**PROMPT**:
Check every line of the entries below for the word "struct", and copy the ones that have it.

(RECORDS FOR PROCESSING begins)

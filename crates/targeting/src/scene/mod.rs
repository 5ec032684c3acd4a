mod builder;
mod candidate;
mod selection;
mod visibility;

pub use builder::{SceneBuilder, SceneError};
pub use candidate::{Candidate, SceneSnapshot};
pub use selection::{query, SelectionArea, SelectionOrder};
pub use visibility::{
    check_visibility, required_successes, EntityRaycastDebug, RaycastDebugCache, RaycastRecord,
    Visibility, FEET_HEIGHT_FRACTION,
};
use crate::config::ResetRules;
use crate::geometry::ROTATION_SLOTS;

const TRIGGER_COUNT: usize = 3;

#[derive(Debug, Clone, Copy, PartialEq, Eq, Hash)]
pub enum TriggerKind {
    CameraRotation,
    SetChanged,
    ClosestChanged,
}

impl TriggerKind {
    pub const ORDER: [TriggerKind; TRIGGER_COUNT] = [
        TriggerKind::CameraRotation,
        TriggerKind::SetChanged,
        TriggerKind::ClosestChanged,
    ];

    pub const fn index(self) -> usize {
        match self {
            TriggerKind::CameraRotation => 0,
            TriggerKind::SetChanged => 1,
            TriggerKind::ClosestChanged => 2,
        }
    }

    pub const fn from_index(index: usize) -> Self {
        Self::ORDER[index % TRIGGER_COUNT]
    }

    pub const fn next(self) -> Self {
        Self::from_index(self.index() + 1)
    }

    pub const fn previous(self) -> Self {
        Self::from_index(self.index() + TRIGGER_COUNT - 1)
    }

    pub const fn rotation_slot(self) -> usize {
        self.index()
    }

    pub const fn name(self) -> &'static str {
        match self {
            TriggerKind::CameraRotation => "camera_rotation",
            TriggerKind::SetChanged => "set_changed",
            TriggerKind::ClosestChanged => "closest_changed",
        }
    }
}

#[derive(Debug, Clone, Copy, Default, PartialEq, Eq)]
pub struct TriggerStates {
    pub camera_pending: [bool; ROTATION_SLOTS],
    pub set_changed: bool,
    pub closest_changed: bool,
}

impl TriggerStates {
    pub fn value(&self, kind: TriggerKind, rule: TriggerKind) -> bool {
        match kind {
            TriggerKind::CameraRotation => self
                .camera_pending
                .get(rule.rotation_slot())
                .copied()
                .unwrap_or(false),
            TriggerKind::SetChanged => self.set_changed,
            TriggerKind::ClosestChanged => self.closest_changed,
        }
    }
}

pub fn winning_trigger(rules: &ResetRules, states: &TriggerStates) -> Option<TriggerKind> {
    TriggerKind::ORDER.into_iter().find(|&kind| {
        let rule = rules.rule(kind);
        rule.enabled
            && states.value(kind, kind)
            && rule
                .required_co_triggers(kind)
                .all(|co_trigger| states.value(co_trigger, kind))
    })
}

(RECORDS FOR PROCESSING ends)
(RECORDS FOR PROCESSING begins)

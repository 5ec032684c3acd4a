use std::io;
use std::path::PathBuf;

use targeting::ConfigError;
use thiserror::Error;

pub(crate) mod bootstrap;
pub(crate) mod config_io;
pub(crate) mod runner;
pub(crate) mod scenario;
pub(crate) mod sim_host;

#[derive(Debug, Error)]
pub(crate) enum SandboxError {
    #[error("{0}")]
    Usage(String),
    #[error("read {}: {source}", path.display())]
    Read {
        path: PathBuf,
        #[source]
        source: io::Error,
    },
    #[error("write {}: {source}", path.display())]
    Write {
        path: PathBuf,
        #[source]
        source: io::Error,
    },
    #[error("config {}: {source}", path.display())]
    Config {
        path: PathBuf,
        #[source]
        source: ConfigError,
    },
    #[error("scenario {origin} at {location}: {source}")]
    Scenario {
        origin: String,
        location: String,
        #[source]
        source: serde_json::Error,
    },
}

(RECORDS FOR PROCESSING ends)
(RECORDS FOR PROCESSING begins)

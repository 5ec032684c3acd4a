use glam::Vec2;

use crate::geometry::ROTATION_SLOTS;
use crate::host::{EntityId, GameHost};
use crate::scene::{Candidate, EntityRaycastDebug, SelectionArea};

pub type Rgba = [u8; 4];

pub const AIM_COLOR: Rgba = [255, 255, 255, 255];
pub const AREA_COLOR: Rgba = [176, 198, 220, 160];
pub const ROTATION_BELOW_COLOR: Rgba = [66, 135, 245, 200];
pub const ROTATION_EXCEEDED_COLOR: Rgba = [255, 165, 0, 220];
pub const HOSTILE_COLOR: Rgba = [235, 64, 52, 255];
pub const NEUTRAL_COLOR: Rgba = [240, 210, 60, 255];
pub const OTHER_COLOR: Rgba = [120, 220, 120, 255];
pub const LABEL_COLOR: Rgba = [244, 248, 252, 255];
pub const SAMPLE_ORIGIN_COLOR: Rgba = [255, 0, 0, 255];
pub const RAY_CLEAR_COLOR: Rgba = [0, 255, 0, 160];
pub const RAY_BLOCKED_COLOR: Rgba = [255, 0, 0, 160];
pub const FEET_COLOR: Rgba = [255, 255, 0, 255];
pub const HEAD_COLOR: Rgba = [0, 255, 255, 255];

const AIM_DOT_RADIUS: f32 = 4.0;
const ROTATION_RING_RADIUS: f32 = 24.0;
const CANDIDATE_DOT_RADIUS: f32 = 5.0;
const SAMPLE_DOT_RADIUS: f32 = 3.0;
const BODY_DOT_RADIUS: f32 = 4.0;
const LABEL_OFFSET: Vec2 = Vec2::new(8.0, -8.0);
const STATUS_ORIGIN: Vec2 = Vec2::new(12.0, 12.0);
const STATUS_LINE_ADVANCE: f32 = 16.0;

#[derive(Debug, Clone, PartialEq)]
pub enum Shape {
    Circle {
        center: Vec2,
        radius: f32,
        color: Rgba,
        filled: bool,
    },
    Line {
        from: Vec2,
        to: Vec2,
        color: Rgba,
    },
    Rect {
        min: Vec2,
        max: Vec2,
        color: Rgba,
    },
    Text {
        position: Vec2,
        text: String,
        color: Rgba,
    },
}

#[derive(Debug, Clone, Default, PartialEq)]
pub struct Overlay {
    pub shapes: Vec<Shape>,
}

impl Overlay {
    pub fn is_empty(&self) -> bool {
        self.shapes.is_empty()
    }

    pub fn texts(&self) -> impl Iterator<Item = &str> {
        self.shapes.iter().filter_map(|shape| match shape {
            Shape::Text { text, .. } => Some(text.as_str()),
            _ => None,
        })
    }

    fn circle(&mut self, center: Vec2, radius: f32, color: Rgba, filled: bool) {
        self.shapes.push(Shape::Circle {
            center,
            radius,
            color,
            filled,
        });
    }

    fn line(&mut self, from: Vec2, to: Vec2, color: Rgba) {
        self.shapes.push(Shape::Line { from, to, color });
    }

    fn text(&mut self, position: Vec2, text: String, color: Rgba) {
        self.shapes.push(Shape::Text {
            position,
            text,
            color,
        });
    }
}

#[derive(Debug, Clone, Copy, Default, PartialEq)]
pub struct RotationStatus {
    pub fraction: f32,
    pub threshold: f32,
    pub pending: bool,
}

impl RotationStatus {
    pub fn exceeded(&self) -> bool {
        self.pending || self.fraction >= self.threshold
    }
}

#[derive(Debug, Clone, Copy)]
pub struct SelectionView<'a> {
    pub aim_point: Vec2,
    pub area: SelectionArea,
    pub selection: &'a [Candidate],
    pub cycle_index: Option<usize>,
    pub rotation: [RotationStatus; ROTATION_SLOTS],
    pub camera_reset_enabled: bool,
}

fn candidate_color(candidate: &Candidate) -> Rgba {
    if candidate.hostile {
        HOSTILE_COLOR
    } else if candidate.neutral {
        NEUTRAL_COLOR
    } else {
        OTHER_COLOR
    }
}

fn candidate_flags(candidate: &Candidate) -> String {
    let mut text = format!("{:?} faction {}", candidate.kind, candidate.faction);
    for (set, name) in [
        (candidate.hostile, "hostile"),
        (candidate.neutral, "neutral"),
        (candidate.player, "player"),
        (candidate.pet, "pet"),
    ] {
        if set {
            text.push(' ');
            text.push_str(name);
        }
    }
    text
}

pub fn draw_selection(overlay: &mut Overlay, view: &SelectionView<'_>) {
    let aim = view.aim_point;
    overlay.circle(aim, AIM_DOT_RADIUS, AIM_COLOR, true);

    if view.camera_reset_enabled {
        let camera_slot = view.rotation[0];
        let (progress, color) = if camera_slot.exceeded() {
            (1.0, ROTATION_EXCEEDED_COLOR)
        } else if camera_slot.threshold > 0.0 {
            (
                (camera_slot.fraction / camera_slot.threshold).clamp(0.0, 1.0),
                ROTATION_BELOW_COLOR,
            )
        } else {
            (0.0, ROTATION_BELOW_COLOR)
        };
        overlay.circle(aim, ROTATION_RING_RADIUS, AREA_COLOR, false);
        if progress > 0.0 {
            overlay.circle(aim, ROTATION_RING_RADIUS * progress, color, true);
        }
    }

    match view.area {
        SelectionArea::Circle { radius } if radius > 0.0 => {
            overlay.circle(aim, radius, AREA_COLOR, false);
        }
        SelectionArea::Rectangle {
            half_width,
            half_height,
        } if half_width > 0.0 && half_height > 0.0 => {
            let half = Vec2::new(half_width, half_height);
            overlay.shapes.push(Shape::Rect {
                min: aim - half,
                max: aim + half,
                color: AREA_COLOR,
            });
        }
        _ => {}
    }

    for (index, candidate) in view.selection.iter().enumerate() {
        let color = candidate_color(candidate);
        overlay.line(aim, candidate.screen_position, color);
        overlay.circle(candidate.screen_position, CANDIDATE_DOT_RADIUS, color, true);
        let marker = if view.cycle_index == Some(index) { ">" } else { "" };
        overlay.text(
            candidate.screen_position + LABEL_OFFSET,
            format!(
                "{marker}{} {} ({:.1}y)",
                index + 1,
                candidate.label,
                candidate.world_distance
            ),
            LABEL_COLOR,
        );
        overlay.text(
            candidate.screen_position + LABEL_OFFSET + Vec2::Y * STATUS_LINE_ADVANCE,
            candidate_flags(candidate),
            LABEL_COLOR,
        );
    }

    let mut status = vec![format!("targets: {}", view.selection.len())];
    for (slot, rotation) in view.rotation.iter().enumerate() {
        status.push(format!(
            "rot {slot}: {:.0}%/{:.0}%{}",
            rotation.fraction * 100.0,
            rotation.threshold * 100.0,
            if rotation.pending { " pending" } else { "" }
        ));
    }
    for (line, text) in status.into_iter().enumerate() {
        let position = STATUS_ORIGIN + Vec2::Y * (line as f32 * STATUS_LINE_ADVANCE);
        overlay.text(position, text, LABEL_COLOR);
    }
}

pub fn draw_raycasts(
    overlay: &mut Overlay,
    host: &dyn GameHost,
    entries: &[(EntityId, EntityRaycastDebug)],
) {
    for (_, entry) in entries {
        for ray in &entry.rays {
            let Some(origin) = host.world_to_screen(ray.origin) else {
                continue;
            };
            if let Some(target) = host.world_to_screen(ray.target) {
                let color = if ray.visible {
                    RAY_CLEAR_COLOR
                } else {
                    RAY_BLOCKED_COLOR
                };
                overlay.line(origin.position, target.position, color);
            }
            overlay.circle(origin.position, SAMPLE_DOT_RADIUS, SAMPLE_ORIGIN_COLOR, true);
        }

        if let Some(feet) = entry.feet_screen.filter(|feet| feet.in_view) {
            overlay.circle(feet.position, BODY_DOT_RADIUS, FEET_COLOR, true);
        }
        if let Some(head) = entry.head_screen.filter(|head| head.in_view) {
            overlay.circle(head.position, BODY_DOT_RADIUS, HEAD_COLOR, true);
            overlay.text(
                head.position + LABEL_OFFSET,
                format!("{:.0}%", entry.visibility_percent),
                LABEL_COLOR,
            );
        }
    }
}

(RECORDS FOR PROCESSING ends)

**REPLY TO THE EXERCISE**:
pub struct TriggerStates {
pub struct Overlay {
pub struct RotationStatus {
pub struct SelectionView<'a> {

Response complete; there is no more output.